Lousy Ideas; Great Movies

UCLA Professor Richard Walter explores how great movies often are born from lousy ideas.

I wear a zillion hats—professor, consultant, public speaker—but first and last I am a writer.

My job as longtime professor and chair and co-chair of the (some say legendary) graduate screenwriting program at UCLA fell into my lap at a celebrity-crammed party in Malibu, late August of 1977. As I entered the glorious beach house, the host pointed at me and said to the guy standing beside him, “This is the fellow I was telling you about."

While to him I was a stranger, I immediately recognized him as the then-chair of the UCLA screenwriting program. He stepped up to me and said, “We need a screenwriting instructor, like, yesterday.”

The Kings Speech

I was not looking for a job. I was busy writing feature assignments for the major studios and even if most of the movies weren’t getting made, I was earning more money than I needed. My first novel had just been published; Warner Brothers bought the film rights and hired me to write the adaptation.

There’s a Hollywood principle here: if you need it, you can’t have it. If you don’t need it, it’s yours.

I met on campus with the dean. I worried that teaching would leave me no time to write.

“Teaching,” he said, “is your second obligation.”
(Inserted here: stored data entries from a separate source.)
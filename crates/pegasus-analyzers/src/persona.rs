//! Persona analyzer: aggregates identity and phone findings for a target.

use chrono::{DateTime, Utc};
use serde::{Deserialize, Serialize};
use sha2::{Digest, Sha256};

use crate::capability::{NikAnalysis, PersonaAnalysis, PhoneAnalysis};
use crate::data::ReferenceData;
use crate::error::{AnalyzerError, AnalyzerResult};
use crate::nik::{NikProcessor, NikReport};
use crate::phone::{PhoneProcessor, PhoneReport};

/// Upper bound (exclusive) of the persona risk score.
const RISK_SCORE_RANGE: u32 = 30;

/// Separator between fingerprinted fields.
const FIELD_SEPARATOR: u8 = 0x1f;

/// Identity section: the parsed NIK, or why it could not be parsed.
#[derive(Debug, Clone, PartialEq, Eq, Serialize, Deserialize)]
#[serde(untagged)]
pub enum IdentityFinding {
    Parsed(NikReport),
    Rejected { error: String },
}

/// Score block of a persona report.
#[derive(Debug, Clone, PartialEq, Eq, Serialize, Deserialize)]
pub struct PersonaScore {
    pub risk_score: u32,
    pub status: String,
}

/// Result of `full_analysis_persona`.
#[derive(Debug, Clone, PartialEq, Eq, Serialize, Deserialize)]
pub struct PersonaReport {
    /// Target name, `Unknown` when not given.
    pub target: String,
    pub phone: Option<String>,
    pub nik: Option<String>,
    #[serde(skip_serializing_if = "Option::is_none")]
    pub identity: Option<IdentityFinding>,
    #[serde(skip_serializing_if = "Option::is_none")]
    pub phone_profile: Option<PhoneReport>,
    pub analysis: PersonaScore,
    /// Hex SHA-256 over the supplied fields.
    pub fingerprint: String,
    pub timestamp: DateTime<Utc>,
}

/// Reference persona analyzer.
#[derive(Debug)]
pub struct PersonaAnalyzer<'a> {
    data: &'a ReferenceData,
}

impl<'a> PersonaAnalyzer<'a> {
    pub fn new(data: &'a ReferenceData) -> Self {
        Self { data }
    }
}

/// SHA-256 over the fields, absent fields hashed as empty.
fn fingerprint(fields: &[Option<&str>]) -> [u8; 32] {
    let mut hasher = Sha256::new();
    for field in fields {
        hasher.update(field.unwrap_or_default().as_bytes());
        hasher.update([FIELD_SEPARATOR]);
    }
    let mut digest = [0u8; 32];
    digest.copy_from_slice(&hasher.finalize());
    digest
}

fn non_empty(value: Option<&str>) -> Option<&str> {
    value.filter(|v| !v.trim().is_empty())
}

impl PersonaAnalysis for PersonaAnalyzer<'_> {
    fn full_analysis_persona(
        &self,
        name: Option<&str>,
        phone: Option<&str>,
        nik: Option<&str>,
    ) -> AnalyzerResult<PersonaReport> {
        let name = non_empty(name);
        let phone = non_empty(phone);
        let nik = non_empty(nik);

        let identity = match nik {
            None => None,
            Some(nik) => match NikProcessor::new(self.data).parse_nik(Some(nik)) {
                Ok(report) => Some(IdentityFinding::Parsed(report)),
                Err(AnalyzerError::Rejected(error)) => Some(IdentityFinding::Rejected { error }),
                Err(fault) => return Err(fault),
            },
        };

        let phone_profile = match phone {
            None => None,
            Some(phone) => match PhoneProcessor::new(self.data).analyze_phone(Some(phone)) {
                Ok(report) => Some(report),
                Err(AnalyzerError::Rejected(_)) => None,
                Err(fault) => return Err(fault),
            },
        };

        let digest = fingerprint(&[name, phone, nik]);
        let seed = u32::from_be_bytes([digest[0], digest[1], digest[2], digest[3]]);

        Ok(PersonaReport {
            target: name.unwrap_or("Unknown").to_string(),
            phone: phone.map(str::to_string),
            nik: nik.map(str::to_string),
            identity,
            phone_profile,
            analysis: PersonaScore {
                risk_score: seed % RISK_SCORE_RANGE,
                status: "analyzed".to_string(),
            },
            fingerprint: hex::encode(digest),
            timestamp: Utc::now(),
        })
    }
}
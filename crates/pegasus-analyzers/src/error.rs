//! Analyzer error types.

use std::path::PathBuf;

/// Outcome of a failed collaborator operation.
#[derive(Debug, Clone, PartialEq, Eq, thiserror::Error)]
pub enum AnalyzerError {
    /// The input was refused as a domain-level result (e.g. malformed NIK).
    /// The message is returned to the caller verbatim.
    #[error("{0}")]
    Rejected(String),

    /// The collaborator failed internally.
    #[error("{0}")]
    Fault(String),
}

impl AnalyzerError {
    /// Create a rejection.
    pub fn rejected(message: impl Into<String>) -> Self {
        Self::Rejected(message.into())
    }

    /// Create an internal fault.
    pub fn fault(message: impl Into<String>) -> Self {
        Self::Fault(message.into())
    }
}

/// Result type returned by collaborator operations.
pub type AnalyzerResult<T> = Result<T, AnalyzerError>;

/// Errors loading reference data at startup.
#[derive(Debug, thiserror::Error)]
pub enum LoadError {
    #[error("failed to read {}: {source}", .path.display())]
    Read {
        path: PathBuf,
        #[source]
        source: std::io::Error,
    },

    #[error("failed to parse {}: {source}", .path.display())]
    Parse {
        path: PathBuf,
        #[source]
        source: toml::de::Error,
    },

    #[error("invalid entry in {} line {line}: {reason}", .path.display())]
    Entry {
        path: PathBuf,
        line: usize,
        reason: String,
    },
}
The University of California is not so much a teaching as a research institution. Screenwriting faculty are hired and advanced to tenure not on the basis of teaching but their writing. We do not give up writing for teaching; we integrate one into the other and the other into the one.

The University does not merely tolerate fulltime faculty having off-campus careers; it requires it. While my title colors me as an academic, I attend precious few academic conferences. I do, however, attend oodles of writers’ conferences.

When my first screenwriting book was released in 1988, the publisher gave me a hundred free copies to give away to educators in the hopes that they would recommend the book to their students. That’s why I drove to a scholarly screenwriter-education conference in Montana.

There, on a panel with screenwriting instructors from across the country, a particular educator pointed at me and said, “The problem with your program at UCLA is that you encourage writers to write screenplays that are...”-- I’ve actually memorized it—“… too deeply encoded into the dominant narrative mode.”

I pleaded guilty.

I told him that it was true, that at UCLA we’re story hardliners; we believe it’s all about story.

He suggested not at all politely that what we should be doing is “… inculcating into writers the value of ideas.”

The problem is, however, ideas are useless and worthless.

The lone downside to my privileged life is that people always want to tell me their idea for a movie. I have to fight my way down the street fending off people trying to tell me their idea for a movie.

What use to a mere idea?

Here’s perhaps the dumbest, stupidest idea for a movie I’ve ever heard. A man has to give a speech. But he’s a stutterer. So he hires a speech therapist and they work together on his speech.

If someone suggested that collection of words would evolve into a worthy film, much less win Oscars for Best Screenplay and Best Movie, people would say, “Crank up the lithium on the dude’s drip!”

One of my all time favorite movies is Stand and Deliver. It is based on a true story in which impoverished Latino high school students from the East L.A. barrio encounter a devoted, dedicated teacher who succeeds in teaching them calculus. When the Educational Testing Service, which designs the authorized exams, saw that these kids had all passed the national calculus test, they thought the only explanation was that they had cheated. They made the kids take the test again, this time supervised by a special team of proctors.

The kids passed the test again, proving that they had truly learned calculus.

I recall the producer and co-writer, former UCLA film school student Tom Musca, saying, “Imagine me pitching this picture to the town. The climax is some kids take a math test. Twice.”

Idea: preposterous. Story: brilliant.

To describe an idea takes but a handful of seconds; a story requires an hour or two.

Today, with the collapse of originality and the studios making only tent pole and theme park movies, the interesting action for writers (and audiences) is in cable and the Internet. On the longtime urging of friends, I finally tried out Breaking Bad. Is it as good as pals told me? No; it’s better. I’m hooked.

The pilot is as powerful a piece of film art as I have ever seen. Its creator Vince Gilligan is a genius. We’re talking David Chase genius. Breaking Bad is Sopranos brilliant.

The idea? A high school chemistry teacher, dying of cancer, partners with a former incorrigible student in the manufacture, distribution, and sale of methamphetamines. What idea could be stupider than that? The reason for its success is because it is a great story.

Regarding the aforementioned timeless, eternal, incomparable Sopranos--its underlying idea is that in order to treat his panic attacks a mafia boss retains the services of a psychiatrist.

The idea is hopeless, even moronic. Yet through the magic (and hard labor) of story, it evolves into one of the greatest, most riveting, compelling, funniest, saddest, insightful, profound dramatic narratives ever created.